::: GIVEN DATA :::

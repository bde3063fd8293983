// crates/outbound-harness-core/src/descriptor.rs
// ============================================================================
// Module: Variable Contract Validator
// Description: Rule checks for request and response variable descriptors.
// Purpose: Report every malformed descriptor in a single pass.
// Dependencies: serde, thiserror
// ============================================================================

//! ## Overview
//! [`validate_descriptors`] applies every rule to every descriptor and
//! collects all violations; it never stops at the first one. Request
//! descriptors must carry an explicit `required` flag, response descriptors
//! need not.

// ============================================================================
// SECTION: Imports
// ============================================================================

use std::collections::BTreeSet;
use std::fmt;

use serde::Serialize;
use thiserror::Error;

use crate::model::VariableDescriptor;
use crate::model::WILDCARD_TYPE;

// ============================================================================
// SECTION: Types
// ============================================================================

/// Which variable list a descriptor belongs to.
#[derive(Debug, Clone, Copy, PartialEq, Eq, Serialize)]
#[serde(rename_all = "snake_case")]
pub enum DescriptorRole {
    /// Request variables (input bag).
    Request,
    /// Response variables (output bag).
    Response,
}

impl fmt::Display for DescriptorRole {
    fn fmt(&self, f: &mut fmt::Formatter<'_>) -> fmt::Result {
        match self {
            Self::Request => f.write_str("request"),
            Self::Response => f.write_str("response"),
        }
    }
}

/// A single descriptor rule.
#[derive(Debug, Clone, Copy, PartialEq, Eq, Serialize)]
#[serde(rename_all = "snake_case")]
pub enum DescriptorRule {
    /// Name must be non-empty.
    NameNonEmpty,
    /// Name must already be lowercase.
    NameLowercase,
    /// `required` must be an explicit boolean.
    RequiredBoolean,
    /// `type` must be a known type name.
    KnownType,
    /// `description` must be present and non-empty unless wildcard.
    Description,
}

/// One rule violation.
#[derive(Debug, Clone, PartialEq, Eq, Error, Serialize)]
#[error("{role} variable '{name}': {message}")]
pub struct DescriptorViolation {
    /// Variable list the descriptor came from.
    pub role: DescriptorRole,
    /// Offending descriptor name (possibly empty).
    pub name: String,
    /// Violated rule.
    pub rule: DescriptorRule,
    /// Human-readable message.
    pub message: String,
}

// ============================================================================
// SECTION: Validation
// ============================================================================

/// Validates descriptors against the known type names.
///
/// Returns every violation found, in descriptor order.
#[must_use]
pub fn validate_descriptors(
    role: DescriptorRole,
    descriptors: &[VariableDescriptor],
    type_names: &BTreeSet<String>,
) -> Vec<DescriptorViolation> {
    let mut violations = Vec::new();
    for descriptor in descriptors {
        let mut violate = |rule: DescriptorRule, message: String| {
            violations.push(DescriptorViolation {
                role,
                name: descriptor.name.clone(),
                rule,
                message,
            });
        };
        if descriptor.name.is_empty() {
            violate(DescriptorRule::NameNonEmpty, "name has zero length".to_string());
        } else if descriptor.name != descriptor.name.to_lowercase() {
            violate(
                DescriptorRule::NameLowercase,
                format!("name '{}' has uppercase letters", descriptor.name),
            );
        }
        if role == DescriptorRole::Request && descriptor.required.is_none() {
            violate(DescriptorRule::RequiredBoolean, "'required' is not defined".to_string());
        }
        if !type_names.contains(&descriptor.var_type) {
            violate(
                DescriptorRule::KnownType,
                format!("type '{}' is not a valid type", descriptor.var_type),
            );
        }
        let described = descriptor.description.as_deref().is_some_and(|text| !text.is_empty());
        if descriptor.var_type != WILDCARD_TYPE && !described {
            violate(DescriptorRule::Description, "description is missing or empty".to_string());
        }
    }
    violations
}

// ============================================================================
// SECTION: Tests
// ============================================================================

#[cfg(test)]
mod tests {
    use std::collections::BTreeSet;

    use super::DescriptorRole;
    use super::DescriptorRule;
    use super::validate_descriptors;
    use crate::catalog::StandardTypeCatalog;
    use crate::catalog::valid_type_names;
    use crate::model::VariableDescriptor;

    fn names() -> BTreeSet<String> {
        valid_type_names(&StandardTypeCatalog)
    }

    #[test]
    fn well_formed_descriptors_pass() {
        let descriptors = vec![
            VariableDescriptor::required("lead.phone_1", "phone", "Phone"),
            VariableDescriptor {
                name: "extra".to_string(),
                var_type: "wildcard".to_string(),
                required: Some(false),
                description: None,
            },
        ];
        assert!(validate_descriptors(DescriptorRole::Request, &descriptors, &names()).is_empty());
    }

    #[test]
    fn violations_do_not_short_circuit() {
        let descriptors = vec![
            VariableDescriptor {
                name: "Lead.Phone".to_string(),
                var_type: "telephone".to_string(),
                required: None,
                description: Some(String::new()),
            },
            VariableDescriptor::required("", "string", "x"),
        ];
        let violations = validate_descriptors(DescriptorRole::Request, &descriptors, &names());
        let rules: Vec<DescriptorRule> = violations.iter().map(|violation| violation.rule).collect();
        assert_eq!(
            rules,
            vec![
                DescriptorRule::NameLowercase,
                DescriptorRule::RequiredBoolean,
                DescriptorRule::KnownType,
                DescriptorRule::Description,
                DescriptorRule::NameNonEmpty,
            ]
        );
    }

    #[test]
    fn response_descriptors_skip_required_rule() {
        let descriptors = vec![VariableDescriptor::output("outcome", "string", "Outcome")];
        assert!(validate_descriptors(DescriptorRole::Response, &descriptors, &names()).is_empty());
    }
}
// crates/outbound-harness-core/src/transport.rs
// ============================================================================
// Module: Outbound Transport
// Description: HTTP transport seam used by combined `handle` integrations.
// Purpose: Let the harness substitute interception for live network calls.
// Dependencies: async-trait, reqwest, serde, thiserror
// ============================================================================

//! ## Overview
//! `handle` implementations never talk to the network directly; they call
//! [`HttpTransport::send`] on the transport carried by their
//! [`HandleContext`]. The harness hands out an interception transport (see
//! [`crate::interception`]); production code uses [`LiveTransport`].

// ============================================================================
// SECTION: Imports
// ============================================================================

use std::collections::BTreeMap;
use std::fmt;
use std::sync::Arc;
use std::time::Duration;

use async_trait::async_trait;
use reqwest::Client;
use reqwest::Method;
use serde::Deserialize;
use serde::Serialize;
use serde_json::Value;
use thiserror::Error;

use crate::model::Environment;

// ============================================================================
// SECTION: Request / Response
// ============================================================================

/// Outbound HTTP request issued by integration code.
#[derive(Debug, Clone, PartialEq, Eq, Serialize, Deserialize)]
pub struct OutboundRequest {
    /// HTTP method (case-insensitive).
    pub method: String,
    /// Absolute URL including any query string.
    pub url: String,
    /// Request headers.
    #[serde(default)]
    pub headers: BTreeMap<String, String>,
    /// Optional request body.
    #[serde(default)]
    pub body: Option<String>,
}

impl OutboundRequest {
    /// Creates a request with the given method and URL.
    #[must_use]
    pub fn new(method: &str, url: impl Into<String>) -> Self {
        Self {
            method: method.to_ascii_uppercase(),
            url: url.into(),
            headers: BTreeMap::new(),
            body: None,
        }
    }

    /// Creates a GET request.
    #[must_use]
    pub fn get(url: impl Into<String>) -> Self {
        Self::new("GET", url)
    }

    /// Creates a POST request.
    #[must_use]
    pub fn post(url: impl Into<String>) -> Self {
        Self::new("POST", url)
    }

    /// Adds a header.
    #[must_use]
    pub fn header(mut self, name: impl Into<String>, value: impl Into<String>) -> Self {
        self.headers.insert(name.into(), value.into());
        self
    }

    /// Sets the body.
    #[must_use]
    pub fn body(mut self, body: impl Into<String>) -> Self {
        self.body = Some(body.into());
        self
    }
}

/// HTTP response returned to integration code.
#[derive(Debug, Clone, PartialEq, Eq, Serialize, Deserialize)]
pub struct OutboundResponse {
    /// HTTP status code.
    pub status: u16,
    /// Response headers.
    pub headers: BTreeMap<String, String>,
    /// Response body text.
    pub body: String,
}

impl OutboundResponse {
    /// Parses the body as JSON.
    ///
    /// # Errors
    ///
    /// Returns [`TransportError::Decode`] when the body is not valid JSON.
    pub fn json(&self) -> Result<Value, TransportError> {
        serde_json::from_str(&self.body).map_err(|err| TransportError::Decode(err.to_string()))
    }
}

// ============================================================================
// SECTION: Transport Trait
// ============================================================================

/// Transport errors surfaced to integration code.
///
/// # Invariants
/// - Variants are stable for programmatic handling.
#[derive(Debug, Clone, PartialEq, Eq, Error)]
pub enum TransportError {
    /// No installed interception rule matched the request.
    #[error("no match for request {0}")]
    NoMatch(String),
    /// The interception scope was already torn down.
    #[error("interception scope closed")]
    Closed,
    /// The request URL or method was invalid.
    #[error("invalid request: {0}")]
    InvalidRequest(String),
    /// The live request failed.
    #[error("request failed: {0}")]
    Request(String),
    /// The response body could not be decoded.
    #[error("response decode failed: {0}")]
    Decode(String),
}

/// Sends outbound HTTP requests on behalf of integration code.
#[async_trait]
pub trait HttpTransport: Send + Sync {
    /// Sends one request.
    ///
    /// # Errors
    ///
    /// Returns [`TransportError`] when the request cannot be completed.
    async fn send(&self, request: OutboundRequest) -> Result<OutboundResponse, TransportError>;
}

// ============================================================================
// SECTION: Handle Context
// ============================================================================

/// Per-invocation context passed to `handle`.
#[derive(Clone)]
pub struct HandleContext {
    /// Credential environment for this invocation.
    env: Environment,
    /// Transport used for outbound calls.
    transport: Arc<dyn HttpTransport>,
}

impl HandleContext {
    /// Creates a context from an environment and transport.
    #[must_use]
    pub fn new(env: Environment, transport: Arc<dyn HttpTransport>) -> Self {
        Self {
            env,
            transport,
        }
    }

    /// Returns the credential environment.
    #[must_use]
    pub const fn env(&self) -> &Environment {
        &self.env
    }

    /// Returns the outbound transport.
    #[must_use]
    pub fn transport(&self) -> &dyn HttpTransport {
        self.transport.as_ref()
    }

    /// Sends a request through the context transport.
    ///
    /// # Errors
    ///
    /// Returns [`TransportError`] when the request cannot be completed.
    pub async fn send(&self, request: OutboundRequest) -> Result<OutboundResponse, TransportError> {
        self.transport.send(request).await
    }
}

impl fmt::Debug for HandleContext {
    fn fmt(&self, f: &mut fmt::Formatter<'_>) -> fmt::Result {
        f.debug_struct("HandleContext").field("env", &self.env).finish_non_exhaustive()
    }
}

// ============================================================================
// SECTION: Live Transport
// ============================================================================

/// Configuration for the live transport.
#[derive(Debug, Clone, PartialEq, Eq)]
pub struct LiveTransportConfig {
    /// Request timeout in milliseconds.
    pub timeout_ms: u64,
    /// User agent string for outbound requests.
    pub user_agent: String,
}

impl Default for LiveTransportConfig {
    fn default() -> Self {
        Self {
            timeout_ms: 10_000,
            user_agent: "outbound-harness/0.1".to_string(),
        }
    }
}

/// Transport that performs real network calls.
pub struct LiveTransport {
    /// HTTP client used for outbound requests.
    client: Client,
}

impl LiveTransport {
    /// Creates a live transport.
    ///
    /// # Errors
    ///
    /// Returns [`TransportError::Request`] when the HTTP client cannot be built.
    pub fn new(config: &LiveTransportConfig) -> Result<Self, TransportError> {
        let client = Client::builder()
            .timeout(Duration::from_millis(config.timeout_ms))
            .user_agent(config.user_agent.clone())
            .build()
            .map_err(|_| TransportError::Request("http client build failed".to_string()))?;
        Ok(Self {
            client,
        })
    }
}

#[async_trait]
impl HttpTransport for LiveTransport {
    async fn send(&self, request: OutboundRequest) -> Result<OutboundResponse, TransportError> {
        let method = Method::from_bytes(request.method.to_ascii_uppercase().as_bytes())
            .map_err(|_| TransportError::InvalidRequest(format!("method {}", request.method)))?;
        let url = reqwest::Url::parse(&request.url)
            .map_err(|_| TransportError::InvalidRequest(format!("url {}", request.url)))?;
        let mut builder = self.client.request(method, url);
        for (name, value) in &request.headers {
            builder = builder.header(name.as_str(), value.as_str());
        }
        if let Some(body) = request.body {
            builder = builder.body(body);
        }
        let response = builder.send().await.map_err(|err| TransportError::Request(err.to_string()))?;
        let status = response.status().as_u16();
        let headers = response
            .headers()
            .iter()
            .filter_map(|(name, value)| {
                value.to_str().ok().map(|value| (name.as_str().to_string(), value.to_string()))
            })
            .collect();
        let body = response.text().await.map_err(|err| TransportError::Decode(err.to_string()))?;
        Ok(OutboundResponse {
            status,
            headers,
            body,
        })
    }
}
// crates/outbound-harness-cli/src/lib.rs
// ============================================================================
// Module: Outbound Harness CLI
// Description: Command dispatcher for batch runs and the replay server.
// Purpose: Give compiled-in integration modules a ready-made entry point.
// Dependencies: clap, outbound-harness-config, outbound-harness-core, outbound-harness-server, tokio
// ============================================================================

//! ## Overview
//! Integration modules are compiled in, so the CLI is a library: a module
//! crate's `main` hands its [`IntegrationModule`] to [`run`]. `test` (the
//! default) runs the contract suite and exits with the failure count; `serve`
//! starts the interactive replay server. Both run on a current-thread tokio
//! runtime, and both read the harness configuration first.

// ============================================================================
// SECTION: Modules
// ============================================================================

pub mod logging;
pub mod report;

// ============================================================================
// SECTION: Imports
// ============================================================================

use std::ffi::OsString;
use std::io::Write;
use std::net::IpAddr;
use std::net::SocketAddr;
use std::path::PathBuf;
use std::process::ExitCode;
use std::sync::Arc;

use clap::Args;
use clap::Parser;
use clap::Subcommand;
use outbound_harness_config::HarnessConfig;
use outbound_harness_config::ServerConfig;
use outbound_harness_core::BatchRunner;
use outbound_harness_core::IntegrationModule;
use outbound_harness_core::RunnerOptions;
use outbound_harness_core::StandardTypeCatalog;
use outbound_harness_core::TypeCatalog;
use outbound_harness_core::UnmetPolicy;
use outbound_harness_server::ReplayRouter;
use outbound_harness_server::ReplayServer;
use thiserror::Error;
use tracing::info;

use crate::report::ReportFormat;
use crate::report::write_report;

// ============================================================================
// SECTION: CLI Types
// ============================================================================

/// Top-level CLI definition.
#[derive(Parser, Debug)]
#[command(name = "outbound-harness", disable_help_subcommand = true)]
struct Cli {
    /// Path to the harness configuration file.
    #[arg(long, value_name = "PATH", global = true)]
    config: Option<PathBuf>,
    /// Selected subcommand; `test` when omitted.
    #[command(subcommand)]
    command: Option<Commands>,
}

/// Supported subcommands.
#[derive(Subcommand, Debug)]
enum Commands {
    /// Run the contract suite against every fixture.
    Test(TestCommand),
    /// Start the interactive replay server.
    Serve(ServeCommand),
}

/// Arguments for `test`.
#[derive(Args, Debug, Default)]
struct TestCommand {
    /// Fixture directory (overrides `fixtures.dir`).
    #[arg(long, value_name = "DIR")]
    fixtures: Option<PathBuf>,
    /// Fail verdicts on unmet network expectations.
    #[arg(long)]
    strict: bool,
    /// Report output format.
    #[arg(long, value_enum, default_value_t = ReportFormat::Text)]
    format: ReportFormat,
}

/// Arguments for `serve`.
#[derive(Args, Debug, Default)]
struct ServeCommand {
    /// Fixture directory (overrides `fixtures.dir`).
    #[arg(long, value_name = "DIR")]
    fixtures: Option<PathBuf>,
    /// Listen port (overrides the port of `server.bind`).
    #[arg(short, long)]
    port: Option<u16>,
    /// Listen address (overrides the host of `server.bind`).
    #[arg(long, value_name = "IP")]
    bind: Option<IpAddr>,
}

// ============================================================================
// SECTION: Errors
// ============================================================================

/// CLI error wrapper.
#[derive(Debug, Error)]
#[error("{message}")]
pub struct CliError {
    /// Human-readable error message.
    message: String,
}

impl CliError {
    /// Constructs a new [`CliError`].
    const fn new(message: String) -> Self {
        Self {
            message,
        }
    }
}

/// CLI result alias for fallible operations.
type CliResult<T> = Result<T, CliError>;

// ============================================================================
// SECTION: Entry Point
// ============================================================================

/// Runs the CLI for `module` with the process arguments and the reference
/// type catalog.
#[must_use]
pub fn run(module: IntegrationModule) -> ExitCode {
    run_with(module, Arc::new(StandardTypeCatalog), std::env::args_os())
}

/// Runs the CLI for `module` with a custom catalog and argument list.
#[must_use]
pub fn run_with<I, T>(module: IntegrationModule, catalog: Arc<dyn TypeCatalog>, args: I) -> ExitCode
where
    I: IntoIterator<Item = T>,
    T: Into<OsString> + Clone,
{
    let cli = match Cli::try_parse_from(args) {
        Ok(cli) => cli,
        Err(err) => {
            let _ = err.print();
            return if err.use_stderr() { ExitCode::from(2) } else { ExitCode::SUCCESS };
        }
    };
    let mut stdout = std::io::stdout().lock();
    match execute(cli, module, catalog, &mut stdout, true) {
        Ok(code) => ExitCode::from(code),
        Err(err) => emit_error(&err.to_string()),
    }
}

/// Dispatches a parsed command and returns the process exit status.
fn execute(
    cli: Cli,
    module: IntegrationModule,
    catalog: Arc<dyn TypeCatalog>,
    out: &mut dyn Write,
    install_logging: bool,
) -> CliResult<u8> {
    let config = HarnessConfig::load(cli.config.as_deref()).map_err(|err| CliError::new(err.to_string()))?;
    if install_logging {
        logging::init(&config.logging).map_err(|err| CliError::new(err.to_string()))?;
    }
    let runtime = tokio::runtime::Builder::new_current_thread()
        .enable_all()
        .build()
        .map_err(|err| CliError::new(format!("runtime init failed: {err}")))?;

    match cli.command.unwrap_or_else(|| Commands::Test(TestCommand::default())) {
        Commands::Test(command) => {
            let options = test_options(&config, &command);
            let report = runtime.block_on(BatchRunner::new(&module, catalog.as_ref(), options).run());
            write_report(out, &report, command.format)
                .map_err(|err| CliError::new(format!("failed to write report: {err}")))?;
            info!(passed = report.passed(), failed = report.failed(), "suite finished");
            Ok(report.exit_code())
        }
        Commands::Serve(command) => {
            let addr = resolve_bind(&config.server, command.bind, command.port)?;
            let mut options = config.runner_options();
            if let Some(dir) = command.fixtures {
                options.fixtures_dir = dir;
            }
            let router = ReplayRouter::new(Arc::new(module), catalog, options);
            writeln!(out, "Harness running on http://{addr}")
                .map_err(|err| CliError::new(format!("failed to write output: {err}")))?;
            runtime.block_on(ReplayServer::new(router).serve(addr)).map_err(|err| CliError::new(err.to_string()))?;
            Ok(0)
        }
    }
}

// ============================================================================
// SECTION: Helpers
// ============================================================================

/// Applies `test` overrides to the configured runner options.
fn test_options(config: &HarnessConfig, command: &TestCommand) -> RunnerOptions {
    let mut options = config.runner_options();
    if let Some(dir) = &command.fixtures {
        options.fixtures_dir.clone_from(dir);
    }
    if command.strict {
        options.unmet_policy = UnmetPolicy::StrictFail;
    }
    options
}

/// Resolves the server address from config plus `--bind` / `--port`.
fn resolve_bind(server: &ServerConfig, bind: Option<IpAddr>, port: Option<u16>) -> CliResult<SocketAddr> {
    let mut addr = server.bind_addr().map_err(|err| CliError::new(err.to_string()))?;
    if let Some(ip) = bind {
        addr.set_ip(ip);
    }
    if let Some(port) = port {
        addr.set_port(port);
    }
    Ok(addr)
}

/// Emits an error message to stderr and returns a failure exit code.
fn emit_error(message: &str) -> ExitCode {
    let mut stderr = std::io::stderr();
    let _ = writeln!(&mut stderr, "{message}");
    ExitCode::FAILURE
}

:::

-- EXERCISE BRIEF --
Take the entries above and copy out all lines with the string "IpAddr".

-- EXPECTED ANSWER --
use std::net::IpAddr;
    bind: Option<IpAddr>,
fn resolve_bind(server: &ServerConfig, bind: Option<IpAddr>, port: Option<u16>) -> CliResult<SocketAddr> {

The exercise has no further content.